Wide support for Altamont chicken law, but board action delayed
ALTAMONT — At the first public-hearing session for Altamont’s newly proposed chicken law, everyone who spoke about the bill was in favor of allowing chickens in the village, with critiques focused only on the law’s particulars.
Despite this, the public hearing will remain open, in part because a legal notice submitted by the village to The Enterprise was not published in time for the meeting, to the village board’s dismay.
“We’re going to continue and do the [State Environmental Quality Review] for this on Oct. 19, at six o’clock,” Mayor Kerry Dineen told the audience. “We didn’t want to wait until November. For one thing, we didn’t expect this to happen. We did not know it wasn’t printed in the paper, the notice. It was unfortunate. But we also have another … engineering project we want to talk about sooner than November, so it kind of worked out.”
At that time, she said, the board would accept additional new comments in addition to anyone who submits their thoughts in writing ahead of the meeting.
“We will then listen, close the public hearing that evening, and then we’ll do the SEQR part of this,” Dineen said of the Oct. 19 meeting, adding that those who spoke at the Oct. 3 public hearing were not obligated to show up again.
Hearing
Because the board had proactively asked for community members to demonstrate support for the law before drafting it — since an earlier attempt to pass a chicken law in 2019 was sidelined by a lack of residential support, but provided a foundation for the current law — it was no surprise that comments about the law were largely positive once the public hearing was officially open.
Megan Reis, a Berne-Knox-Westerlo student from Knox who raises chickens that she shows in Altamont, along with being involved in 4-H and Future Farmers of America, told the board that raising chickens is a good experience for young handlers, who learn responsibility from the “feathered puppies,” as she described them.
“They’re good at self-correcting your mistakes,” Reis said. “If their coop is too dirty, they’ll get sick or they’ll complain to you. They’re pretty cleanly animals … They’re also not even slightly loud — even the roosters.”
She said that a cockerel she once had was less loud than her neighbor’s dogs, and that, when chickens leave their pen, they’re typically eager to get back inside because they’re vulnerable to predators.

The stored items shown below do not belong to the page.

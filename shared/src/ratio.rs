// © 2022-2024 Jacob Riddle (ElementalAlchemist)
//
// This Source Code Form is subject to the terms of the Mozilla Public
// License, v. 2.0. If a copy of the MPL was not distributed with this
// file, You can obtain one at https://mozilla.org/MPL/2.0/.

use crate::random::RandomSource;
use serde::{Deserialize, Serialize};
use std::error::Error;
use std::fmt;

/// The contrast ratios a quiz round can target.
///
/// These sit on the WCAG 2.1 text thresholds, so a player who can tell them apart can tell
/// whether text passes.
#[derive(Clone, Copy, Debug, Eq, Hash, PartialEq, Serialize, Deserialize)]
#[serde(try_from = "f64", into = "f64")]
pub enum ContrastRatio {
	OneAndAHalf,
	Three,
	FourAndAHalf,
	Seven,
}

impl ContrastRatio {
	pub const ALL: [ContrastRatio; 4] = [Self::OneAndAHalf, Self::Three, Self::FourAndAHalf, Self::Seven];

	pub fn value(&self) -> f64 {
		match self {
			Self::OneAndAHalf => 1.5,
			Self::Three => 3.0,
			Self::FourAndAHalf => 4.5,
			Self::Seven => 7.0,
		}
	}

	/// Picks one of the ratios uniformly.
	pub fn random<R: RandomSource + ?Sized>(rng: &mut R) -> Self {
		Self::ALL[rng.pick_index(Self::ALL.len())]
	}

	pub fn pass_level(&self, text_size: TextSize) -> PassLevel {
		PassLevel::for_ratio(self.value(), text_size)
	}
}

impl fmt::Display for ContrastRatio {
	fn fmt(&self, f: &mut fmt::Formatter<'_>) -> fmt::Result {
		write!(f, "{}:1", self.value())
	}
}

impl From<ContrastRatio> for f64 {
	fn from(value: ContrastRatio) -> Self {
		value.value()
	}
}

impl TryFrom<f64> for ContrastRatio {
	type Error = RatioError;

	fn try_from(value: f64) -> Result<Self, Self::Error> {
		Self::ALL
			.into_iter()
			.find(|ratio| ratio.value() == value)
			.ok_or(RatioError::NotEnumerated(value))
	}
}

#[derive(Debug)]
pub enum RatioError {
	NotEnumerated(f64),
}

impl fmt::Display for RatioError {
	fn fmt(&self, f: &mut fmt::Formatter<'_>) -> fmt::Result {
		match self {
			Self::NotEnumerated(value) => write!(f, "{} is not one of the quiz contrast ratios", value),
		}
	}
}

impl Error for RatioError {}

#[derive(Clone, Copy, Debug, Eq, PartialEq)]
pub enum TextSize {
	Normal,
	Large,
}

/// How well a contrast ratio serves text of a given size under WCAG 2.1.
#[derive(Clone, Copy, Debug, Eq, Hash, PartialEq, Serialize, Deserialize)]
#[serde(rename_all = "lowercase")]
pub enum PassLevel {
	Fail,
	Pass,
	Good,
}

impl PassLevel {
	pub fn for_ratio(ratio: f64, text_size: TextSize) -> Self {
		let (pass, good) = match text_size {
			TextSize::Normal => (4.5, 7.0),
			TextSize::Large => (3.0, 4.5),
		};
		if ratio >= good {
			Self::Good
		} else if ratio >= pass {
			Self::Pass
		} else {
			Self::Fail
		}
	}
}

impl fmt::Display for PassLevel {
	fn fmt(&self, f: &mut fmt::Formatter<'_>) -> fmt::Result {
		match self {
			Self::Fail => write!(f, "fail"),
			Self::Pass => write!(f, "pass"),
			Self::Good => write!(f, "good"),
		}
	}
}

#[cfg(test)]
mod tests {
	use super::*;

	struct Fixed(f64);

	impl RandomSource for Fixed {
		fn next_unit(&mut self) -> f64 {
			self.0
		}
	}

	#[test]
	fn random_covers_every_ratio() {
		assert_eq!(ContrastRatio::random(&mut Fixed(0.0)), ContrastRatio::OneAndAHalf);
		assert_eq!(ContrastRatio::random(&mut Fixed(0.3)), ContrastRatio::Three);
		assert_eq!(ContrastRatio::random(&mut Fixed(0.6)), ContrastRatio::FourAndAHalf);
		assert_eq!(ContrastRatio::random(&mut Fixed(0.999)), ContrastRatio::Seven);
		// A source that breaks its contract still yields a ratio.
		assert_eq!(ContrastRatio::random(&mut Fixed(1.0)), ContrastRatio::Seven);
	}

	#[test]
	fn converts_only_exact_values() {
		assert_eq!(ContrastRatio::try_from(4.5).unwrap(), ContrastRatio::FourAndAHalf);
		assert!(matches!(ContrastRatio::try_from(4.4999), Err(RatioError::NotEnumerated(_))));
		assert!(ContrastRatio::try_from(21.0).is_err());
	}

	#[test]
	fn serializes_as_number() {
		assert_eq!(serde_json::to_string(&ContrastRatio::FourAndAHalf).unwrap(), "4.5");
		let ratio: ContrastRatio = serde_json::from_str("7").unwrap();
		assert_eq!(ratio, ContrastRatio::Seven);
		assert!(serde_json::from_str::<ContrastRatio>("2").is_err());
	}

	#[test]
	fn displays_as_ratio() {
		assert_eq!(ContrastRatio::OneAndAHalf.to_string(), "1.5:1");
		assert_eq!(ContrastRatio::Seven.to_string(), "7:1");
	}

	#[test]
	fn pass_levels_follow_text_size() {
		use ContrastRatio::*;

		let normal: Vec<PassLevel> = ContrastRatio::ALL.iter().map(|r| r.pass_level(TextSize::Normal)).collect();
		assert_eq!(normal, [PassLevel::Fail, PassLevel::Fail, PassLevel::Pass, PassLevel::Good]);

		let large: Vec<PassLevel> = ContrastRatio::ALL.iter().map(|r| r.pass_level(TextSize::Large)).collect();
		assert_eq!(large, [PassLevel::Fail, PassLevel::Pass, PassLevel::Good, PassLevel::Good]);

		assert_eq!(Three.pass_level(TextSize::Large), PassLevel::Pass);
		assert_eq!(PassLevel::for_ratio(4.49, TextSize::Normal), PassLevel::Fail);
		assert_eq!(PassLevel::for_ratio(21.0, TextSize::Normal), PassLevel::Good);
	}
}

Plus, Reis said, chickens can be a financial benefit to families who either sell eggs or save themselves from buying eggs.
The draft law does not allow roosters nor the slaughter of hens.
Further, Reis said, adept handlers can win money in shows.
Altamont resident Maurice McCormick was concerned about when the building inspector would be allowed to inspect properties, believing that the law would grant the inspector 24/7 access. Board members explained to him that the building inspector works only six hours a week, and the law stipulates that he inspect properties during “reasonable daylight hours.”
McCormick also wanted more information on insulation requirements, which Dineen told him would be up to the building inspector. Later in the meeting, after some other people addressed problems they foresaw with typical foam insulation, the board agreed that the term “weatherization” would be more apt, since the board did not envision any particular type of weather protection for the chickens.
“Chickens are actually incredible at self-insulating,” Reis told the board. “Mine will walk outside perfectly fine in three-degree weather. I spoil them, so they have a heat lamp, and their coop is insulated; however, my other farmer friends know that the only real insulation the chickens need is walls, windows, and each other.”
Moisture, more than heat, tends to be the big problem in coops, since it can aid the development of parasites and disease, she explained.
John Polk, who said he was “very happy” that the law appeared to be moving forward, noted that it prohibits the scattering of feed on the ground, but felt like that provision would be difficult to enforce, and suggested to the board that members make it a recommendation rather than a prohibition.
Dineen said that the language was included because some people were reportedly concerned about loose feed attracting other animals.
“Can we actually babysit everybody 24/7 and hope they’re going to [follow it]?” Dineen said. “No, we can’t do that, but we put it in there because that’s our intent, to mitigate the things people brought to us.”
Reis returned again to tell the board that, while troughs can be useful, scattering feed should still be allowed since it provides the chickens with enrichment and health benefits. One chicken-raising blog points out that scattering food means that larger chickens are less able to bully smaller ones out of a meal than they are when food is contained to one area.
Altamont resident Kate Provencher said she felt that the 50-foot distance requirement from neighboring residences would unfairly restrict people who live in the village’s denser Zone 10, and that a 25- or 30-foot requirement would be more inclusive.
Dineen said that, at those nearer distances, people may run into trouble with neighboring dogs barking at chickens and wanted to avoid such situations, and also said, when asked, that variances can be obtained if the distance requirement can’t be met but neighbors are on board with living near a coop.
Kathy Glass told the board and those in attendance that she found the state’s Agriculture and Markets field veterinarian Amy Willsey to be very knowledgeable about chickens’ needs and “very accommodating” when it came to people calling and asking her questions.